Amy Barlow Liberatore… stories of lost years, wild times, mental variety, faith, and lots of jazz

Tag Archives: LGBTQ

The Best Bits

Howard’s to be married Saturday
Family watches the Oscar show
Hometown winner claims he’s gay
Howard becomes the town floor show

He insists his loafers are heavy
Sweet, slim bride, a fellow teacher
Media stalks the little town
Finally, before the preacher

He says he’s gay; bride belts him and
his dad says, “Was it that Streisand?”

© 2013 Amy Barlow Liberatore/Sharp Little Pencil

Imaginary Garden With Real Toads’ Izy asked us for a ten-line “Cliff’s Notes” version of a favorite movie, book, or play. One of my favorite movies of all time is a little comedy called, “In & Out.” Kevin Kline is the groom, Joan Cusack (an amazing physical comedian, sister of John) is the befuddled bride-to-be, and Tom Selleck plays a reporter with a secret… Debbie Reynolds and Wilford Brimley are his folks.
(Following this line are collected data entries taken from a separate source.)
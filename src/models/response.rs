use serde::{Deserialize, Serialize};

use crate::models::resume::ResumeDetails;

#[derive(Debug, Serialize, Deserialize)]
pub struct UploadResponse {
    pub filename: String,
    pub resume_details: ResumeDetails,
    pub ats_score: f64,
    pub custom_answer: String,
}

#[derive(Debug, Serialize, Deserialize)]
pub struct MessageResponse {
    pub message: String,
}

impl UploadResponse {
    pub fn new(
        filename: String,
        resume_details: ResumeDetails,
        ats_score: f64,
        custom_answer: String,
    ) -> Self {
        Self {
            filename,
            resume_details,
            ats_score,
            custom_answer,
        }
    }
}

impl MessageResponse {
    pub fn new(message: impl Into<String>) -> Self {
        Self {
            message: message.into(),
        }
    }
}
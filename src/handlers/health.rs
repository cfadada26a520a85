use axum::{
    extract::State,
    http::StatusCode,
    response::Json,
};
use serde_json::{json, Value};
use tracing::info;

use crate::models::MessageResponse;
use crate::state::AppState;

pub const LIVENESS_MESSAGE: &str = "Resume ATS service is running!";

/// Liveness message on `/`
pub async fn root_handler() -> Json<MessageResponse> {
    Json(MessageResponse::new(LIVENESS_MESSAGE))
}

/// Health check endpoint
pub async fn health_handler(State(state): State<AppState>) -> Json<Value> {
    let pdf_service = state.extractor.is_available();
    let llm_service = state.generator.is_configured();
    let metrics = state.limiter.metrics();

    let status = if pdf_service && llm_service {
        "healthy"
    } else {
        "degraded"
    };

    let response = json!({
        "status": status,
        "timestamp": chrono::Utc::now().to_rfc3339(),
        "version": env!("CARGO_PKG_VERSION"),
        "services": {
            "pdf_processor": pdf_service,
            "llm": llm_service
        },
        "rate_limiting": {
            "total_requests": metrics.total_requests,
            "rejected_requests": metrics.rejected_requests,
            "available_permits": metrics.available_permits
        }
    });

    info!(
        status = status,
        pdf_available = pdf_service,
        llm_configured = llm_service,
        "Health check completed"
    );

    Json(response)
}

/// Readiness check endpoint
pub async fn ready_handler(State(state): State<AppState>) -> StatusCode {
    if state.extractor.is_available() && state.generator.is_configured() {
        StatusCode::OK
    } else {
        info!("Readiness check failed - a backing service is unavailable");
        StatusCode::SERVICE_UNAVAILABLE
    }
}
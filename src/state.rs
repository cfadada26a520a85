use std::sync::Arc;

use crate::config::Config;
use crate::middleware::rate_limit::RequestLimiter;
use crate::services::{FileStorage, TextExtractor, TextGenerator};

/// Shared application state injected into route handlers.
#[derive(Clone)]
pub struct AppState {
    pub config: Arc<Config>,
    pub generator: Arc<dyn TextGenerator>,
    pub extractor: Arc<dyn TextExtractor>,
    pub storage: FileStorage,
    pub limiter: Arc<RequestLimiter>,
}

impl AppState {
    pub fn new(
        config: Config,
        generator: Arc<dyn TextGenerator>,
        extractor: Arc<dyn TextExtractor>,
    ) -> Self {
        let storage = FileStorage::new(config.storage_dir.clone());
        let limiter = Arc::new(RequestLimiter::new(config.max_concurrent_requests));
        Self {
            config: Arc::new(config),
            generator,
            extractor,
            storage,
            limiter,
        }
    }
}
use serde::{Deserialize, Serialize};
use serde_json::Value;

pub const FULL_NAME: &str = "Full Name";
pub const DATE_OF_BIRTH: &str = "Date of Birth";
pub const EMAIL: &str = "Email";
pub const PHONE_NUMBER: &str = "Phone Number";
pub const SKILLS: &str = "Skills";
pub const WORK_EXPERIENCE: &str = "Work Experience";
pub const EDUCATION: &str = "Education";
pub const CERTIFICATIONS: &str = "Certifications";
pub const PROJECT_NAME: &str = "Project Name";

pub const JOB_TITLE: &str = "Job Title";
pub const DEGREE: &str = "Degree";

pub const INVALID_JSON_MESSAGE: &str = "Invalid JSON response from LLM";

/// Structured résumé fields as returned by the LLM.
///
/// The parsed form is not schema-checked: any subset or superset of fields
/// may be present with any types. Consumers must read it defensively.
#[derive(Debug, Clone, PartialEq, Serialize, Deserialize)]
#[serde(untagged)]
pub enum ResumeDetails {
    Unparsed { error: String, raw_response: String },
    Parsed(Value),
}

impl ResumeDetails {
    pub fn unparsed(raw_response: impl Into<String>) -> Self {
        ResumeDetails::Unparsed {
            error: INVALID_JSON_MESSAGE.to_string(),
            raw_response: raw_response.into(),
        }
    }

    pub fn is_parsed(&self) -> bool {
        matches!(self, ResumeDetails::Parsed(_))
    }

    /// Looks up a top-level field. Always `None` for the unparsed form.
    pub fn field(&self, name: &str) -> Option<&Value> {
        match self {
            ResumeDetails::Parsed(value) => value.get(name),
            ResumeDetails::Unparsed { .. } => None,
        }
    }
}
Best moment: After being jilted at the altar, Joan Cusack emerges from her hiding place and yells at the congregation, “Do you have ANY IDEA how many times I’ve had to watch “Funny Lady”? Loads of Streisand references, great for little “fruit flies” (LGBT allies) like me. See it. Glenn Close almost steals the show with a single scene.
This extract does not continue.